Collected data

☆ ☆ ☆ ☆ ☆

//! RON catalog loader
//!
//! Loads catalog tables from external RON files, with fallback to the
//! built-in lists for any file that is absent.

use std::fs;
use std::path::{Path, PathBuf};

use serde::de::DeserializeOwned;
use serde::Serialize;
use thiserror::Error;

use super::skills::{default_skill_templates, SkillTemplate};
use super::tags::{CatalogEntry, TechRange};
use super::traits::{default_advantages, default_disadvantages, Advantage, Disadvantage};

const ADVANTAGES_FILE: &str = "advantages.ron";
const DISADVANTAGES_FILE: &str = "disadvantages.ron";
const SKILLS_FILE: &str = "skills.ron";

/// Errors raised while reading or writing catalog files
#[derive(Debug, Error)]
pub enum CatalogError {
    #[error("IO error on {path}: {source}")]
    Io {
        path: PathBuf,
        #[source]
        source: std::io::Error,
    },
    #[error("Failed to parse {path}: {source}")]
    Parse {
        path: PathBuf,
        #[source]
        source: ron::error::SpannedError,
    },
    #[error("Failed to serialize {file}: {source}")]
    Serialize {
        file: &'static str,
        #[source]
        source: ron::Error,
    },
    #[error("{name}: technology range {min}..={max} is inverted")]
    InvalidRange { name: String, min: i32, max: i32 },
    #[error("{0}: base weight must be at least 1")]
    ZeroWeight(String),
}

/// Immutable reference tables the generator draws from
#[derive(Debug, Clone)]
pub struct Catalog {
    pub advantages: Vec<Advantage>,
    pub disadvantages: Vec<Disadvantage>,
    pub skills: Vec<SkillTemplate>,
}

impl Default for Catalog {
    fn default() -> Self {
        Self {
            advantages: default_advantages(),
            disadvantages: default_disadvantages(),
            skills: default_skill_templates(),
        }
    }
}

impl Catalog {
    /// Built-in tables only
    pub fn builtin() -> Self {
        Self::default()
    }

    /// Load overrides from `dir` if given, falling back to the built-in
    /// tables when loading fails
    pub fn new(dir: Option<&Path>) -> Self {
        let Some(dir) = dir else {
            return Self::builtin();
        };

        Self::load_from_dir(dir).unwrap_or_else(|e| {
            log::warn!("Failed to load catalog from {:?}: {}. Using built-in tables.", dir, e);
            Self::builtin()
        })
    }

    /// Load catalog tables from `dir`; missing files keep the built-in list
    pub fn load_from_dir(dir: &Path) -> Result<Self, CatalogError> {
        let catalog = Self {
            advantages: load_list(dir, ADVANTAGES_FILE, default_advantages)?,
            disadvantages: load_list(dir, DISADVANTAGES_FILE, default_disadvantages)?,
            skills: load_list(dir, SKILLS_FILE, default_skill_templates)?,
        };
        catalog.validate()?;

        log::info!(
            "Catalog loaded from {:?}: {} advantages, {} disadvantages, {} skills",
            dir,
            catalog.advantages.len(),
            catalog.disadvantages.len(),
            catalog.skills.len()
        );
        Ok(catalog)
    }

    /// Check range and weight invariants of every entry
    pub fn validate(&self) -> Result<(), CatalogError> {
        for adv in &self.advantages {
            check_range(adv)?;
        }
        for dis in &self.disadvantages {
            check_range(dis)?;
        }
        for skill in &self.skills {
            check_range(skill)?;
            if skill.base_weight == 0 {
                return Err(CatalogError::ZeroWeight(skill.name.clone()));
            }
        }
        Ok(())
    }

    /// Find a skill template by name
    pub fn find_skill(&self, name: &str) -> Option<&SkillTemplate> {
        self.skills.iter().find(|s| s.name == name)
    }

    /// Write all three tables to `dir` for easy editing
    pub fn export_to_dir(&self, dir: &Path) -> Result<(), CatalogError> {
        fs::create_dir_all(dir).map_err(|source| CatalogError::Io {
            path: dir.to_path_buf(),
            source,
        })?;

        write_list(dir, ADVANTAGES_FILE, &self.advantages)?;
        write_list(dir, DISADVANTAGES_FILE, &self.disadvantages)?;
        write_list(dir, SKILLS_FILE, &self.skills)?;

        log::info!("Catalog exported to {:?}", dir);
        Ok(())
    }
}

/// Export the built-in catalog to `dir`
pub fn export_default_catalog(dir: &Path) -> Result<(), CatalogError> {
    Catalog::builtin().export_to_dir(dir)
}

fn check_range<T: CatalogEntry>(entry: &T) -> Result<(), CatalogError> {
    let TechRange { min, max } = entry.tech_range();
    if min > max {
        return Err(CatalogError::InvalidRange {
            name: entry.name().to_string(),
            min,
            max,
        });
    }
    Ok(())
}

fn load_list<T: DeserializeOwned>(
    dir: &Path,
    file: &str,
    fallback: fn() -> Vec<T>,
) -> Result<Vec<T>, CatalogError> {
    let path = dir.join(file);
    if !path.exists() {
        log::debug!("{:?} not found, using built-in table", path);
        return Ok(fallback());
    }

    let content = fs::read_to_string(&path).map_err(|source| CatalogError::Io {
        path: path.clone(),
        source,
    })?;
    ron::from_str(&content).map_err(|source| CatalogError::Parse { path, source })
}

fn write_list<T: Serialize>(dir: &Path, file: &'static str, items: &[T]) -> Result<(), CatalogError> {
    let text = ron::ser::to_string_pretty(items, ron::ser::PrettyConfig::default())
        .map_err(|source| CatalogError::Serialize { file, source })?;
    let path = dir.join(file);
    fs::write(&path, text).map_err(|source| CatalogError::Io { path, source })
}

#[cfg(test)]
mod tests {
    use super::*;
    use crate::catalog::Difficulty;

    fn scratch_dir(name: &str) -> PathBuf {
        let dir = std::env::temp_dir().join(format!("pointbuy-{}-{}", name, std::process::id()));
        let _ = fs::remove_dir_all(&dir);
        fs::create_dir_all(&dir).unwrap();
        dir
    }

    #[test]
    fn test_export_then_load() {
        let dir = scratch_dir("export");
        export_default_catalog(&dir).unwrap();

        assert!(dir.join(ADVANTAGES_FILE).exists());
        assert!(dir.join(DISADVANTAGES_FILE).exists());
        assert!(dir.join(SKILLS_FILE).exists());

        let loaded = Catalog::load_from_dir(&dir).unwrap();
        let builtin = Catalog::builtin();
        assert_eq!(loaded.advantages, builtin.advantages);
        assert_eq!(loaded.disadvantages, builtin.disadvantages);
        assert_eq!(loaded.skills, builtin.skills);

        let _ = fs::remove_dir_all(&dir);
    }

    #[test]
    fn test_missing_files_fall_back() {
        let dir = scratch_dir("partial");
        fs::write(
            dir.join(ADVANTAGES_FILE),
            r#"[(name: "Ambidexterity", cost: 5, tags: [mundane])]"#,
        )
        .unwrap();

        let loaded = Catalog::load_from_dir(&dir).unwrap();
        assert_eq!(loaded.advantages.len(), 1);
        assert_eq!(loaded.advantages[0].tech_range, TechRange::ALL);
        assert_eq!(loaded.skills.len(), default_skill_templates().len());

        let _ = fs::remove_dir_all(&dir);
    }

    #[test]
    fn test_find_skill() {
        let catalog = Catalog::builtin();
        let chem = catalog.find_skill("Chemistry").unwrap();
        assert_eq!(chem.difficulty, Difficulty::Hard);
        assert_eq!(chem.tech_range, TechRange::new(5, 12));
        assert!(catalog.find_skill("Basket Weaving").is_none());
    }

    #[test]
    fn test_skill_override_replaces_table() {
        let dir = scratch_dir("skills");
        fs::write(
            dir.join(SKILLS_FILE),
            r#"[(name: "Hyperspace Navigation", base_attribute: IQ, difficulty: "VH",
                 tags: [super], tech_range: (min: 10, max: 12), categories: [vehicle])]"#,
        )
        .unwrap();

        let loaded = Catalog::load_from_dir(&dir).unwrap();
        assert_eq!(loaded.skills.len(), 1);
        let nav = loaded.find_skill("Hyperspace Navigation").unwrap();
        assert_eq!(nav.difficulty, Difficulty::VeryHard);
        assert_eq!(nav.base_weight, 1);
        assert!(loaded.find_skill("Chemistry").is_none());

        let _ = fs::remove_dir_all(&dir);
    }

    #[test]
    fn test_inverted_range_rejected() {
        let dir = scratch_dir("inverted");
        fs::write(
            dir.join(DISADVANTAGES_FILE),
            r#"[(name: "Broken", cost: -5, tags: [mundane], tech_range: (min: 8, max: 2))]"#,
        )
        .unwrap();

        let err = Catalog::load_from_dir(&dir).unwrap_err();
        assert!(matches!(err, CatalogError::InvalidRange { min: 8, max: 2, .. }));

        let _ = fs::remove_dir_all(&dir);
    }

    #[test]
    fn test_zero_weight_rejected() {
        let mut catalog = Catalog::builtin();
        catalog.skills[0].base_weight = 0;
        assert!(matches!(catalog.validate(), Err(CatalogError::ZeroWeight(_))));
    }

    #[test]
    fn test_bad_file_falls_back_to_builtin() {
        let dir = scratch_dir("garbage");
        fs::write(dir.join(SKILLS_FILE), "not ron at all [").unwrap();

        assert!(matches!(Catalog::load_from_dir(&dir), Err(CatalogError::Parse { .. })));
        let catalog = Catalog::new(Some(&dir));
        assert_eq!(catalog.skills.len(), default_skill_templates().len());

        let _ = fs::remove_dir_all(&dir);
    }
}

☆ ☆ ☆ ☆ ☆

A single number is needed: the count of lines in the records that include "TechRange".

SOLUTION TO THE EXERCISE: 4